International Meeting for Autism Research: Association Between Regression and Self Injurious Behaviors Among Children with ASD

Association Between Regression and Self Injurious Behaviors Among Children with ASD

Thursday, May 12, 2011
Elizabeth Ballroom E-F and Lirenta Foyer Level 2 (Manchester Grand Hyatt)
11:00 AM
E. Lance1, J. York2, L. C. Lee3 and A. W. Zimmerman4, (1)Neurodevelopmental Medicine, Kennedy Krieger Institute, Baltimore, MD, (2)Johns Hopkins School of Public Health, Baltimore, MD, (3)Epidemiology, Johns Hopkins Bloomberg School of Public Health, Baltimore, MD, (4)Kennedy Krieger Institute, Baltimore, MD, United States
Background: Self injurious behaviors (SIB) are challenging clinical issues in individuals with autism spectrum disorders (ASD).  McDermott, et al (2008) found that the relative risk of SIB in autism was 7.6 times greater than in typical children.  Risk factors for SIB in developmentally disabled children include male gender, severe intellectual disability, an ASD, and communication disorders (McClintock, et al 2003).  Previous studies show that children with increased severity of autism, lower levels of speech, adaptive skills and younger age are more likely to have SIB (Baghdadli et al 2003).  Developmental regression has not been previously studied as a potential risk factor in self injury.  This study is one of the first and largest to utilize inpatient data to look at risk factors, specifically regression, associated with different types of SIB.

Objectives:  The objectives of the study are to describe the frequency, type and severity of SIB in children with an ASD, and to examine the association of SIB and regression in ASD.

Methods: Patients were eligible if they were treated as inpatients on the neurobehavioral unit (NBU) between January 1995 to December 2004.  Subjects included were between three and seventeen years of age.  Charts were reviewed if they included admitting diagnoses of SIB and a diagnosis of autism or ASD.  Medical records of 132 patients were reviewed; data were collected on the type and frequency of SIB and presence of language, social, or behavioral regression.  Other information gathered were global assessment scale scores, level of intellectual disability, and other medical diagnoses.
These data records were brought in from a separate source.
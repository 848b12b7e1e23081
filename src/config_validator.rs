//! # Config Validation Beyond `validator`'s Derive
//!
//! `validator`'s derive macro (used on [`crate::config::Config`]) handles
//! per-field numeric ranges. It cannot express cross-field checks or
//! path-existence checks, so those live here as a small manual validator in
//! the same spirit — one function per concern, returning the first failure.

use std::time::Duration;

use tracing::warn;

use crate::config::Config;
use crate::error::ThrottlerError;

pub struct ConfigValidator;

impl ConfigValidator {
    /// Runs every check this module owns, returning the first failure.
    /// Called after `Config::validate()` (the `validator`-derived checks)
    /// passes, so both failure classes are fatal at startup in the same way.
    /// A missing pattern file is not among these failures — see
    /// `warn_if_pattern_file_missing` below.
    pub fn validate(config: &Config) -> Result<(), ThrottlerError> {
        Self::validate_bind_address(&config.bind_address)?;
        Self::validate_nonzero_period(config.time_bucket_refill_period, "time_bucket_refill_period")?;
        Self::validate_nonzero_period(config.error_bucket_refill_period, "error_bucket_refill_period")?;
        Self::validate_nonzero_period(
            config.throttle_bucket_refill_period,
            "throttle_bucket_refill_period",
        )?;
        Self::validate_nonzero_period(config.ban_duration, "ban_duration")?;
        Self::validate_nonzero_period(config.state_expiration, "state_expiration")?;
        Self::warn_if_pattern_file_missing(config.query_pattern_file.as_deref());
        Self::warn_if_pattern_file_missing(config.user_agent_pattern_file.as_deref());
        Ok(())
    }

    fn validate_bind_address(address: &str) -> Result<(), ThrottlerError> {
        if address.parse::<std::net::SocketAddr>().is_err() {
            return Err(ThrottlerError::Config(format!(
                "bind_address '{address}' is not a valid host:port"
            )));
        }
        Ok(())
    }

    fn validate_nonzero_period(period: Duration, field: &str) -> Result<(), ThrottlerError> {
        if period.is_zero() {
            return Err(ThrottlerError::Config(format!("{field} must be a positive duration")));
        }
        Ok(())
    }

    /// A configured pattern file that doesn't exist is not fatal — per the
    /// engine's error-handling design, pattern file I/O errors degrade the
    /// owning bucketing strategy to "no opinion" rather than blocking
    /// startup (`bucketing::load_patterns` already does this on its own).
    /// This only logs so the operator notices the typo.
    fn warn_if_pattern_file_missing(path: Option<&std::path::Path>) {
        if let Some(path) = path {
            if !path.exists() {
                warn!(path = %path.display(), "configured pattern file does not exist; that bucketing strategy will degrade to no-opinion");
            }
        }
    }
}
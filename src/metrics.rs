//! # Operational Metrics
//!
//! Two monotonic counters plus the state store's current size, exposed as
//! JSON on `/metrics`. Visibility across threads is all that's required —
//! not strict ordering — so both counters are plain `AtomicU64`s with
//! relaxed ordering.

use std::sync::atomic::{AtomicU64, Ordering};
use std::sync::Arc;

use axum::extract::State;
use axum::Json;
use serde::Serialize;

use crate::filter::ThrottlingFilter;

#[derive(Debug, Default)]
pub struct Metrics {
    throttled_total: AtomicU64,
    banned_total: AtomicU64,
}

impl Metrics {
    pub fn new() -> Self {
        Self::default()
    }

    pub fn record_throttled(&self) {
        self.throttled_total.fetch_add(1, Ordering::Relaxed);
    }

    pub fn record_banned(&self) {
        self.banned_total.fetch_add(1, Ordering::Relaxed);
    }

    pub fn throttled_total(&self) -> u64 {
        self.throttled_total.load(Ordering::Relaxed)
    }

    pub fn banned_total(&self) -> u64 {
        self.banned_total.load(Ordering::Relaxed)
    }
}

#[derive(Debug, Serialize)]
pub struct MetricsReport {
    pub state_store_size: u64,
    pub throttled_total: u64,
    pub banned_total: u64,
}

pub async fn metrics_endpoint(State(filter): State<Arc<ThrottlingFilter>>) -> Json<MetricsReport> {
    Json(MetricsReport {
        state_store_size: filter.store().len(),
        throttled_total: filter.metrics().throttled_total(),
        banned_total: filter.metrics().banned_total(),
    })
}
//! # Time/Error Throttler
//!
//! Decides whether a request should be throttled based on the bucket's
//! remaining compute-time and error budgets, and updates those budgets after
//! the downstream handler completes. State is created lazily — a
//! well-behaved client that never crosses the cost threshold and never
//! errors never gets a `ThrottlingState` allocated at all.

use std::sync::Arc;
use std::time::Duration;

use crate::bucketing::{BucketKey, RequestContext};
use crate::gate::AdmissionGate;
use crate::state_store::StateStore;

pub struct TimeAndErrorsThrottler {
    store: Arc<StateStore>,
    gate: AdmissionGate,
    request_duration_threshold: Duration,
}

impl TimeAndErrorsThrottler {
    pub fn new(store: Arc<StateStore>, gate: AdmissionGate, request_duration_threshold: Duration) -> Self {
        Self {
            store,
            gate,
            request_duration_threshold,
        }
    }

    /// How long the caller should back off, or `Duration::ZERO` if not
    /// throttled. Reads existing state only — never creates one — so a
    /// bucket key never seen by `record_success`/`record_failure` is never
    /// throttled.
    pub fn throttled_duration(&self, key: &BucketKey, ctx: &RequestContext) -> Duration {
        if !self.gate.is_enabled(ctx) {
            return Duration::ZERO;
        }
        if self.gate.is_forced(ctx) {
            return Duration::from_secs(1);
        }
        let Some(state) = self.store.get_existing(key) else {
            return Duration::ZERO;
        };
        let time_exhausted = !state.time_bucket.peek_available(1);
        let errors_exhausted = !state.error_bucket.peek_available(1);
        if !time_exhausted && !errors_exhausted {
            return Duration::ZERO;
        }
        state
            .time_bucket
            .time_until_available(1)
            .max(state.error_bucket.time_until_available(1))
    }

    /// Charges a successful request's elapsed time against the time bucket,
    /// but only once `elapsed` reaches the configured threshold — and only
    /// then does it create state for a previously-unseen bucket.
    pub fn record_success(&self, key: &BucketKey, elapsed: Duration) {
        if elapsed < self.request_duration_threshold {
            return;
        }
        let state = self.store.get_or_create(key);
        state.time_bucket.consume_or_overdraw(elapsed_ms(elapsed));
    }

    /// Charges a failed request's elapsed time against the time bucket and
    /// one unit against the error bucket, unconditionally — failures always
    /// create state and always charge, regardless of threshold.
    pub fn record_failure(&self, key: &BucketKey, elapsed: Duration) {
        let state = self.store.get_or_create(key);
        state.time_bucket.consume_or_overdraw(elapsed_ms(elapsed));
        state.error_bucket.consume_or_overdraw(1);
    }
}

fn elapsed_ms(elapsed: Duration) -> u64 {
    elapsed.as_millis().min(u64::MAX as u128) as u64
}

#[cfg(test)]
mod tests {
    use super::*;
    use crate::clock::ManualClock;
    use crate::state::{BucketLimits, StateLimits};
    use std::net::{IpAddr, Ipv4Addr};

    fn limits() -> StateLimits {
        StateLimits {
            time_bucket: BucketLimits {
                capacity: 60_000,
                refill_amount: 60_000,
                refill_period: Duration::from_secs(60),
            },
            error_bucket: BucketLimits {
                capacity: 5,
                refill_amount: 5,
                refill_period: Duration::from_secs(60),
            },
            throttle_bucket: BucketLimits {
                capacity: 10,
                refill_amount: 10,
                refill_period: Duration::from_secs(60),
            },
            ban_duration: Duration::from_secs(60),
        }
    }

    fn key() -> BucketKey {
        BucketKey::IpAndUserAgent(IpAddr::V4(Ipv4Addr::new(127, 0, 0, 1)), "ua".to_string())
    }

    fn ctx() -> RequestContext {
        RequestContext {
            source_ip: IpAddr::V4(Ipv4Addr::new(127, 0, 0, 1)),
            user_agent: "ua".to_string(),
            query_param: None,
            headers: Default::default(),
            query_params: Default::default(),
        }
    }

    fn throttler(threshold: Duration) -> (TimeAndErrorsThrottler, Arc<StateStore>) {
        let clock = Arc::new(ManualClock::new());
        let store = Arc::new(StateStore::new(100, Duration::from_secs(300), limits(), clock));
        let gate = AdmissionGate::new(None, None);
        (
            TimeAndErrorsThrottler::new(store.clone(), gate, threshold),
            store,
        )
    }

    #[test]
    fn fresh_key_is_not_throttled() {
        let (throttler, _store) = throttler(Duration::from_millis(500));
        assert_eq!(throttler.throttled_duration(&key(), &ctx()), Duration::ZERO);
    }

    #[test]
    fn success_below_threshold_does_not_create_state() {
        let (throttler, store) = throttler(Duration::from_millis(500));
        throttler.record_success(&key(), Duration::from_millis(10));
        assert!(store.get_existing(&key()).is_none());
    }

    #[test]
    fn success_at_or_above_threshold_charges_time_bucket() {
        let (throttler, store) = throttler(Duration::from_millis(500));
        throttler.record_success(&key(), Duration::from_millis(10_000));
        let state = store.get_existing(&key()).expect("state created");
        assert_eq!(state.time_bucket.count(), 50_000);
    }

    #[test]
    fn failure_always_creates_state_and_charges_both_buckets() {
        let (throttler, store) = throttler(Duration::from_millis(500));
        throttler.record_failure(&key(), Duration::from_millis(10));
        let state = store.get_existing(&key()).expect("state created");
        assert_eq!(state.time_bucket.count(), 59_990);
        assert_eq!(state.error_bucket.count(), 4);
    }

    #[test]
    fn repeated_costly_successes_eventually_throttle() {
        let (throttler, _store) = throttler(Duration::from_millis(500));
        for _ in 0..5 {
            throttler.record_success(&key(), Duration::from_millis(10_000));
        }
        assert_eq!(throttler.throttled_duration(&key(), &ctx()), Duration::ZERO);
        throttler.record_success(&key(), Duration::from_millis(10_000));
        assert!(throttler.throttled_duration(&key(), &ctx()) > Duration::ZERO);
    }

    #[test]
    fn disabled_gate_never_throttles() {
        let clock = Arc::new(ManualClock::new());
        let store = Arc::new(StateStore::new(100, Duration::from_secs(300), limits(), clock));
        let gate = AdmissionGate::new(Some("X-Enable".to_string()), None);
        let throttler = TimeAndErrorsThrottler::new(store.clone(), gate, Duration::from_millis(500));
        for _ in 0..10 {
            throttler.record_failure(&key(), Duration::from_millis(10));
        }
        assert_eq!(throttler.throttled_duration(&key(), &ctx()), Duration::ZERO);
    }

    #[test]
    fn forced_param_throttles_regardless_of_state() {
        let clock = Arc::new(ManualClock::new());
        let store = Arc::new(StateStore::new(100, Duration::from_secs(300), limits(), clock));
        let gate = AdmissionGate::new(None, Some("forceThrottle".to_string()));
        let throttler = TimeAndErrorsThrottler::new(store, gate, Duration::from_millis(500));
        let mut forced_ctx = ctx();
        forced_ctx
            .query_params
            .insert("forceThrottle".to_string(), "1".to_string());
        assert!(throttler.throttled_duration(&key(), &forced_ctx) > Duration::ZERO);
    }

    // S3: error bucket C=5, R=5, P=60000ms. Six consecutive failures empty the
    // error bucket; the 7th request is throttled.
    #[test]
    fn s3_six_consecutive_failures_then_seventh_request_is_throttled() {
        let (throttler, _store) = throttler(Duration::from_millis(500));
        for _ in 0..6 {
            throttler.record_failure(&key(), Duration::from_millis(10));
        }
        assert!(throttler.throttled_duration(&key(), &ctx()) > Duration::ZERO);
    }

    // S5: two distinct clients (different IP/UA) whose requests share a
    // regex-matched bucket combine their cost against one time bucket, even
    // though neither client's request alone would exhaust it.
    #[test]
    fn s5_two_distinct_clients_sharing_a_regex_bucket_combine_cost() {
        use crate::bucketing::BucketingChain;
        use std::net::Ipv4Addr;

        let chain = BucketingChain::standard(
            vec![regex::Regex::new(r".*WHERE \{\?a \?b \?c\}.*").unwrap()],
            vec![],
        );
        let query = "SELECT * WHERE {?a ?b ?c}";
        let ctx_a = RequestContext {
            source_ip: IpAddr::V4(Ipv4Addr::new(10, 0, 0, 1)),
            user_agent: "client-a/1.0".to_string(),
            query_param: Some(query.to_string()),
            headers: Default::default(),
            query_params: Default::default(),
        };
        let ctx_b = RequestContext {
            source_ip: IpAddr::V4(Ipv4Addr::new(10, 0, 0, 2)),
            user_agent: "client-b/2.0".to_string(),
            query_param: Some(query.to_string()),
            headers: Default::default(),
            query_params: Default::default(),
        };

        let key_a = chain.classify(&ctx_a).expect("query pattern should match");
        let key_b = chain.classify(&ctx_b).expect("query pattern should match");
        assert_eq!(key_a, key_b, "both clients must share one bucket");

        let mut shared_limits = limits();
        shared_limits.time_bucket = BucketLimits {
            capacity: 15_000,
            refill_amount: 15_000,
            refill_period: Duration::from_secs(60),
        };
        let clock = Arc::new(ManualClock::new());
        let store = Arc::new(StateStore::new(100, Duration::from_secs(300), shared_limits, clock));
        let gate = AdmissionGate::new(None, None);
        let throttler = TimeAndErrorsThrottler::new(store, gate, Duration::from_millis(500));

        // Neither client's 10s request alone would exhaust a 15s budget.
        throttler.record_success(&key_a, Duration::from_millis(10_000));
        assert_eq!(throttler.throttled_duration(&key_b, &ctx_b), Duration::ZERO);

        // The second client's request against the same shared bucket pushes
        // combined cost (20s) past the 15s capacity.
        throttler.record_success(&key_b, Duration::from_millis(10_000));
        assert!(throttler.throttled_duration(&key_a, &ctx_a) > Duration::ZERO);
    }
}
Results:  Of the 132 patients, 97 (73.5%) had a diagnosis of autistic disorder and 35 (26.5%) of ASD.  Information on language regression was available for 105 patients, social regression for 81, and behavioral regression for 79.  Among those with data on regression, 42 (31.8%) reported language regression, 26 (19.7%) had social regression, and 22 (16.7%) had behavioral regression.  SIB were not significantly associated with language regression; however, patients with social regression were more likely to have skin picking/pinching (Odds ratio (OR) = 3.11, 95% CI: 1.03-9.36), but less head banging (OR = 0.27, 95% CI: 0.08-0.90), as compared to those who did not have social regression.  Those with behavioral regression showed significantly less hitting (OR = 0.34, 95% CI: 0.12-0.96), elopement (OR = 0.30, 95% CI: 0.10-0.94), and aggression (OR=0.03, 95%CI: 0.003-0.22) as compared to those without behavioral regression.

Conclusions: In children with autistic disorder or an ASD, children with a history of language regression did not have a significant association with SIB.  Children with a history of social regression were more likely to have SIB of skin picking/pinching.  Children with a history of behavioral regression had significantly less hitting, elopement, and aggression.  In our continuing studies, we will look at the frequencies and subtypes of SIB and other medical diagnoses in autism and ASD.